Work order: Filter the records below, keeping only lines with the string "PipelineOutcome".
*** Begin section ***
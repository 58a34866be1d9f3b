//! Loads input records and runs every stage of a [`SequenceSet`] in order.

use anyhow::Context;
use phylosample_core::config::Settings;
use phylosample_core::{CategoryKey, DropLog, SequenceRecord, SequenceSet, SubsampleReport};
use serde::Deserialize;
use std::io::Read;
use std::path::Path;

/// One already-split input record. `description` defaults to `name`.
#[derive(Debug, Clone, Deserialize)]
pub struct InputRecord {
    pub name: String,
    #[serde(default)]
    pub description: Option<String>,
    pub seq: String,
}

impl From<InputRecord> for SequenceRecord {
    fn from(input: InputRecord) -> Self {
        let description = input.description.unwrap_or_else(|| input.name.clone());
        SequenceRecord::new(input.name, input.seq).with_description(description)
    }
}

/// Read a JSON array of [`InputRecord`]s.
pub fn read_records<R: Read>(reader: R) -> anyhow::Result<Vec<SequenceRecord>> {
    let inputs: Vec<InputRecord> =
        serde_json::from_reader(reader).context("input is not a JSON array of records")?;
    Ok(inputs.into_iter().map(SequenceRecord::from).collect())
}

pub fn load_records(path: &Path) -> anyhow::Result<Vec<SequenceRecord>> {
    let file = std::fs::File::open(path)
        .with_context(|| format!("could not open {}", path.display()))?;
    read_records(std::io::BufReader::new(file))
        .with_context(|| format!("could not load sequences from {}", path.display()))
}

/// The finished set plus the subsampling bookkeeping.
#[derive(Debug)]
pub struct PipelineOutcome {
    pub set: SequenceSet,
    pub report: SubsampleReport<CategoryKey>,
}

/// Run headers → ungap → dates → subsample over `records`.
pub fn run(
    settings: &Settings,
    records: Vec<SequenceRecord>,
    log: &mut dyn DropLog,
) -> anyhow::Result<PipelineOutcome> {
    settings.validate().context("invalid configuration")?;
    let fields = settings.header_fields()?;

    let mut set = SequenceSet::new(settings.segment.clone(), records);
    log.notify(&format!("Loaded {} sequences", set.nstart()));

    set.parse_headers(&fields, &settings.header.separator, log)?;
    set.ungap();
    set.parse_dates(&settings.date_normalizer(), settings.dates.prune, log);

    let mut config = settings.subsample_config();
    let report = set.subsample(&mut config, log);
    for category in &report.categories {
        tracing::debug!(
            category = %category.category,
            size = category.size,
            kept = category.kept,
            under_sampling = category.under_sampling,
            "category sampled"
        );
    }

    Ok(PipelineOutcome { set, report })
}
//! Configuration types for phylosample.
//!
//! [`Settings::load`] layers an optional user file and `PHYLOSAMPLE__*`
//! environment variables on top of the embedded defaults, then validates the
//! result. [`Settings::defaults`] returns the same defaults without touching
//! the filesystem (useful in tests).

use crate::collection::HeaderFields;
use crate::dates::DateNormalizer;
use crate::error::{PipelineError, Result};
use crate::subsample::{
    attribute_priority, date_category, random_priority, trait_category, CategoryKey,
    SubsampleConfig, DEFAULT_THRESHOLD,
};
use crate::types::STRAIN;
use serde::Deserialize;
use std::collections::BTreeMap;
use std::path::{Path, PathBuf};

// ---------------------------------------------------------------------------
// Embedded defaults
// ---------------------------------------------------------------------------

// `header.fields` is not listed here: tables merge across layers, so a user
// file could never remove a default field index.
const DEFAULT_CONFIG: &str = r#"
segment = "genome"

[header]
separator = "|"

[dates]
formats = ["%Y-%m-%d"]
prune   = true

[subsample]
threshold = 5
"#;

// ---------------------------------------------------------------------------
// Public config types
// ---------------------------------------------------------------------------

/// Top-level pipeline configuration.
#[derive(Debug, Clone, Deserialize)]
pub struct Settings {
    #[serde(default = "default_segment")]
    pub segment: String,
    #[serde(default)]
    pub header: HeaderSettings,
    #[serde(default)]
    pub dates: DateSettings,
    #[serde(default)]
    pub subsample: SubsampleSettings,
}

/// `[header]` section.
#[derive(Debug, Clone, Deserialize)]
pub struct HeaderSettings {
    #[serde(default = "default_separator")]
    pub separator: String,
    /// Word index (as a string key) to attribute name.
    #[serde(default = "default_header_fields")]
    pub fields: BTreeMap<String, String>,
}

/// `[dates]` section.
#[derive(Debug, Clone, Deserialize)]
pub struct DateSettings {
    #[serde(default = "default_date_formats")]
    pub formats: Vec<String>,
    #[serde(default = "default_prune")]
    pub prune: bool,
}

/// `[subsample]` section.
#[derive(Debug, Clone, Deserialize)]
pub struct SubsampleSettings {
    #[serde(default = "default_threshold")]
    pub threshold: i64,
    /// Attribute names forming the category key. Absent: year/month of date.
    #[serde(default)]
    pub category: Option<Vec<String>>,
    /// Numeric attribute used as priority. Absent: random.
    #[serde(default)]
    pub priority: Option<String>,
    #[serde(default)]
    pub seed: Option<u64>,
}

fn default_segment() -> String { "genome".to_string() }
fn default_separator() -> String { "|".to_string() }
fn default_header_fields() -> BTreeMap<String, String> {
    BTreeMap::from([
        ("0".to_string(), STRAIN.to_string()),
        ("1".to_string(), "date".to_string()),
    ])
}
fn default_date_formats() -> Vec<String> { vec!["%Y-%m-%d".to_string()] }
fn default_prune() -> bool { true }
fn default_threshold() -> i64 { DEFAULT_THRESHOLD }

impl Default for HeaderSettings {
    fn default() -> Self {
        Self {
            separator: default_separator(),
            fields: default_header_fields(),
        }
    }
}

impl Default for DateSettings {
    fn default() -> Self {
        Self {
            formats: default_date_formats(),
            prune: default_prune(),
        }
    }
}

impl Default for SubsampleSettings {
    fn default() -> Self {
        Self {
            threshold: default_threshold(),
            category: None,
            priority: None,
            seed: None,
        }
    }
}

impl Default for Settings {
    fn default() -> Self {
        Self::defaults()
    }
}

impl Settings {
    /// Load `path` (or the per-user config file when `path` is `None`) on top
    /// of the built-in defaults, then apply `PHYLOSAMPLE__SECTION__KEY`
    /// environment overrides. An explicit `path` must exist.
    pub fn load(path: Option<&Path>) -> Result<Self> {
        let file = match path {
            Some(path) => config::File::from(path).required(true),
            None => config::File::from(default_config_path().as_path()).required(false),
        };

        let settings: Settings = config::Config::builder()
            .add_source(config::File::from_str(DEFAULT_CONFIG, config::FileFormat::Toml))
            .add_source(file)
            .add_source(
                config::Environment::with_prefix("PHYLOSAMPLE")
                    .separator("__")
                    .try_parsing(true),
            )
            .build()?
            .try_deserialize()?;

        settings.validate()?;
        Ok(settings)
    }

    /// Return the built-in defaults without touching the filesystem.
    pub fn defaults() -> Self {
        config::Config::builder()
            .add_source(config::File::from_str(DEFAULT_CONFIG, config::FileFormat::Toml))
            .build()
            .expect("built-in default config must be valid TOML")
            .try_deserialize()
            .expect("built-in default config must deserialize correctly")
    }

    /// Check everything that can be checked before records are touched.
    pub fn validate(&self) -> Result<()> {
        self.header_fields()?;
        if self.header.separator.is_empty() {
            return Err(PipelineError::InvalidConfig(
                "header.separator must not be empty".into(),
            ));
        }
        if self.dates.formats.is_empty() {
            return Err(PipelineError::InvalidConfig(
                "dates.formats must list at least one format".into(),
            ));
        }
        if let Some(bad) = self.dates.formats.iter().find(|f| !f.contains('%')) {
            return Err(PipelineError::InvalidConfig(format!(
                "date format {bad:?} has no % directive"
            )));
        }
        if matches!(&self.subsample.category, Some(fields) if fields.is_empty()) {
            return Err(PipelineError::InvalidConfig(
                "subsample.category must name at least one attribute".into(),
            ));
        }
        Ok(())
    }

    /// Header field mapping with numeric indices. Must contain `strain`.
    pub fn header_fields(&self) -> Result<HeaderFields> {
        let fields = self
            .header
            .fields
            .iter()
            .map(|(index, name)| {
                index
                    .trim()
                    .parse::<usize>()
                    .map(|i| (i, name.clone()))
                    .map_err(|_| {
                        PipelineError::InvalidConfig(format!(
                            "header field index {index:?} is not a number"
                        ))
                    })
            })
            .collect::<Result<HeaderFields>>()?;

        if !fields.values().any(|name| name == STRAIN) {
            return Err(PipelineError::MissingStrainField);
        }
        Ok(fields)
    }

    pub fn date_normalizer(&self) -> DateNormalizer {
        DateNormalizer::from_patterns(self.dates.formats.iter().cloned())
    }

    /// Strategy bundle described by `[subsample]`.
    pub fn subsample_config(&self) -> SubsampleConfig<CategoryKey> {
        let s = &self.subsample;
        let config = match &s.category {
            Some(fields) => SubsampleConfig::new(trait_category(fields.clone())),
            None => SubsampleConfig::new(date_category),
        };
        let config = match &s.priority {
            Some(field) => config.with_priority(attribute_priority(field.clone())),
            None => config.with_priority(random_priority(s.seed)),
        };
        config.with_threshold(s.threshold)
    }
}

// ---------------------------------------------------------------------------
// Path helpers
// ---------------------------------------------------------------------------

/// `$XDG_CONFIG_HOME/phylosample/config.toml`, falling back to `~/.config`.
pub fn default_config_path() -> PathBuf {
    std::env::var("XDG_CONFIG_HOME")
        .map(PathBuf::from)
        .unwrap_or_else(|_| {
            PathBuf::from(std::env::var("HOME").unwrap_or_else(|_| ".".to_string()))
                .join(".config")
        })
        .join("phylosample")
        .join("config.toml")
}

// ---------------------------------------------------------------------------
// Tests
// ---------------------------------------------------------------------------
*** End section ***
*** Begin section ***
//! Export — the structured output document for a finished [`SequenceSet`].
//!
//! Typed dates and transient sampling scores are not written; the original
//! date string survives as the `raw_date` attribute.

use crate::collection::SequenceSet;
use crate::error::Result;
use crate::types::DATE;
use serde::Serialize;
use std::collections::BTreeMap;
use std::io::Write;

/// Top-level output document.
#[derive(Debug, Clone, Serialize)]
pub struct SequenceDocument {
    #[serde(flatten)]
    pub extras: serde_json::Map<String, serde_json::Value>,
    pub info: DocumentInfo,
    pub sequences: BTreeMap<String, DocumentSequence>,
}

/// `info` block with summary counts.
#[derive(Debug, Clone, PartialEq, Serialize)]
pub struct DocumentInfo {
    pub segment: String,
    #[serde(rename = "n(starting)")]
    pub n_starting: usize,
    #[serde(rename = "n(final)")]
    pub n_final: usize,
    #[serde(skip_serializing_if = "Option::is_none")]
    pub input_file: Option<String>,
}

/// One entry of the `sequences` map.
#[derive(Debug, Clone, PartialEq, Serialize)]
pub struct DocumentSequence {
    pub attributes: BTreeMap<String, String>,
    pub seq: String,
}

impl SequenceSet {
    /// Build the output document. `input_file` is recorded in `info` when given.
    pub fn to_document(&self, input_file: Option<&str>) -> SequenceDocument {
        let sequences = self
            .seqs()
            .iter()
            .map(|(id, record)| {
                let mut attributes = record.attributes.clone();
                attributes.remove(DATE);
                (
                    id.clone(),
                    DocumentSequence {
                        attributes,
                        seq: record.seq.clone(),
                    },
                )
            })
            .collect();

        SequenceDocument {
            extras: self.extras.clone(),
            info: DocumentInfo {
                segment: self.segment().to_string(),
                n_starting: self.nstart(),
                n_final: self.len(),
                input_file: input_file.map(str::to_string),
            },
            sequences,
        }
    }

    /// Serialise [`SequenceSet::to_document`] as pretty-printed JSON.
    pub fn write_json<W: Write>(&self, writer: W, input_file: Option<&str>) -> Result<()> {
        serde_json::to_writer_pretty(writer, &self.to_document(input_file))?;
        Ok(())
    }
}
*** End section ***
Answer to this problem:
pub struct PipelineOutcome {
) -> anyhow::Result<PipelineOutcome> {
    Ok(PipelineOutcome { set, report })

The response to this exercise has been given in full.